Exercise data START

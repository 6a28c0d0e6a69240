use anyhow::{bail, Context};
use gica::core_modules::utils::image_helper::image_helper::{save_float_map, save_map};
use gica::{
    split_channels, AnalysisConfig, GammaNorm, IntensityPlane, MeasurementLog, Region, ScanOutcome,
};
use std::env;
use std::path::{Path, PathBuf};
use tokio::sync::mpsc;
use tracing::{info, warn};
use tracing_subscriber::EnvFilter;

const USAGE: &str = "Usage: gica_tester <output_dir> <image>... \
[--threshold <factor>] [--region <x,y,w,h>] [--seed <n>] [--topology] [--full]\n\
A single color image is split into its RGB channels; several images are read as \
one grayscale channel each.";

struct Options {
    output_dir: PathBuf,
    inputs: Vec<PathBuf>,
    region: Option<Region>,
    topology: bool,
    config: AnalysisConfig,
}

fn parse_region(value: &str) -> anyhow::Result<Region> {
    let parts = value
        .split(',')
        .map(|p| p.trim().parse::<usize>())
        .collect::<Result<Vec<_>, _>>()
        .with_context(|| format!("bad region `{value}`"))?;
    match parts.as_slice() {
        [x, y, w, h] => Ok(Region::new(*x, *y, *w, *h)),
        _ => bail!("region needs four values x,y,w,h, got `{value}`"),
    }
}

fn parse_args() -> anyhow::Result<Option<Options>> {
    let mut args = env::args().skip(1);
    let mut positional = Vec::new();
    let mut region = None;
    let mut topology = false;
    let mut config = AnalysisConfig::default();

    while let Some(arg) = args.next() {
        match arg.as_str() {
            "--threshold" => {
                let value = args.next().context("--threshold needs a value")?;
                config.threshold_factor = value.parse().context("--threshold is not a number")?;
            }
            "--region" => {
                let value = args.next().context("--region needs a value")?;
                region = Some(parse_region(&value)?);
            }
            "--seed" => {
                let value = args.next().context("--seed needs a value")?;
                config.seed = Some(value.parse().context("--seed is not an integer")?);
            }
            "--topology" => topology = true,
            "--full" => config.full_results = true,
            "-h" | "--help" => return Ok(None),
            _ => positional.push(PathBuf::from(arg)),
        }
    }

    if positional.len() < 2 {
        return Ok(None);
    }
    let output_dir = positional.remove(0);
    Ok(Some(Options {
        output_dir,
        inputs: positional,
        region,
        topology,
        config,
    }))
}

fn load_planes(inputs: &[PathBuf]) -> anyhow::Result<Vec<IntensityPlane>> {
    if let [single] = inputs {
        let image = image::open(single).with_context(|| format!("opening {}", single.display()))?;
        return Ok(split_channels(&image)?);
    }
    inputs
        .iter()
        .map(|path| {
            let image = image::open(path).with_context(|| format!("opening {}", path.display()))?;
            IntensityPlane::from_dynamic(&image)
                .with_context(|| format!("{} is not a grayscale channel", path.display()))
        })
        .collect()
}

fn file_name(label: &str) -> String {
    let cleaned: String = label
        .chars()
        .map(|c| if c.is_ascii_alphanumeric() { c } else { '_' })
        .collect();
    format!("{cleaned}.png")
}

async fn run_topology(analysis: &GammaNorm, output_dir: &Path) -> anyhow::Result<()> {
    let (tx, mut rx) = mpsc::unbounded_channel();
    let scanner = analysis.topology_scanner()?.with_progress(tx);

    let cancel = scanner.cancel_handle();
    tokio::spawn(async move {
        if tokio::signal::ctrl_c().await.is_ok() {
            warn!("interrupt received, cancelling topology scan");
            cancel.cancel();
        }
    });
    let reporter = tokio::spawn(async move {
        while let Some(progress) = rx.recv().await {
            info!("topology rows {}/{}", progress.completed, progress.total);
        }
    });

    let outcome = scanner.run().await?;
    drop(scanner);
    let _ = reporter.await;

    let result = match outcome {
        ScanOutcome::Completed(result) => result,
        ScanOutcome::Cancelled => {
            println!("Topology scan cancelled, nothing written.");
            return Ok(());
        }
    };

    save_float_map(output_dir.join("gamma_topology.png"), &result.normalized)?;
    save_float_map(output_dir.join("gamma_topology_abs.png"), &result.absolute)?;
    for pair in &result.pairs {
        save_float_map(output_dir.join(file_name(&pair.label())), &pair.normalized)?;
        save_float_map(output_dir.join(file_name(&pair.absolute_label())), &pair.absolute)?;
    }
    for (label, image) in &result.intermediates {
        save_float_map(output_dir.join(file_name(label)), image)?;
    }
    println!("Topology written to {}", output_dir.display());
    Ok(())
}

#[tokio::main]
async fn main() -> anyhow::Result<()> {
    tracing_subscriber::fmt()
        .with_env_filter(EnvFilter::try_from_default_env().unwrap_or_else(|_| EnvFilter::new("info")))
        .init();

    // --- 1. Argument Parsing & Setup ---
    let Some(options) = parse_args()? else {
        println!("{USAGE}");
        return Ok(());
    };
    std::fs::create_dir_all(&options.output_dir)
        .with_context(|| format!("creating {}", options.output_dir.display()))?;

    // --- 2. Channel Loading & Thresholding ---
    let planes = load_planes(&options.inputs)?;
    let analysis = GammaNorm::from_planes(&planes, options.config)?;
    let channels = analysis.channels();
    for (i, channel) in channels.channels().iter().enumerate() {
        let stats = channel.stats();
        info!(
            channel = i,
            threshold = stats.threshold,
            active = stats.active,
            "channel thresholded"
        );
        save_map(options.output_dir.join(format!("activation_ch{i}.png")), channel)?;
    }
    save_map(options.output_dir.join("coloc.png"), channels.coloc())?;

    // --- 3. Region Measurement ---
    let region = options
        .region
        .unwrap_or_else(|| Region::full(channels.width(), channels.height()));
    let label = options
        .inputs
        .iter()
        .map(|p| p.display().to_string())
        .collect::<Vec<_>>()
        .join("+");
    let mut log = MeasurementLog::new();
    log.push(analysis.measure_region_async(region, label, None).await?);
    print!("{log}");

    // --- 4. Topology ---
    if options.topology {
        run_topology(&analysis, &options.output_dir).await?;
    }
    Ok(())
}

Exercise data END

◆ **To do**
Where a line of the entries holds the string "info", include it in the count, and give only the final number.

◆ **Answer section**
4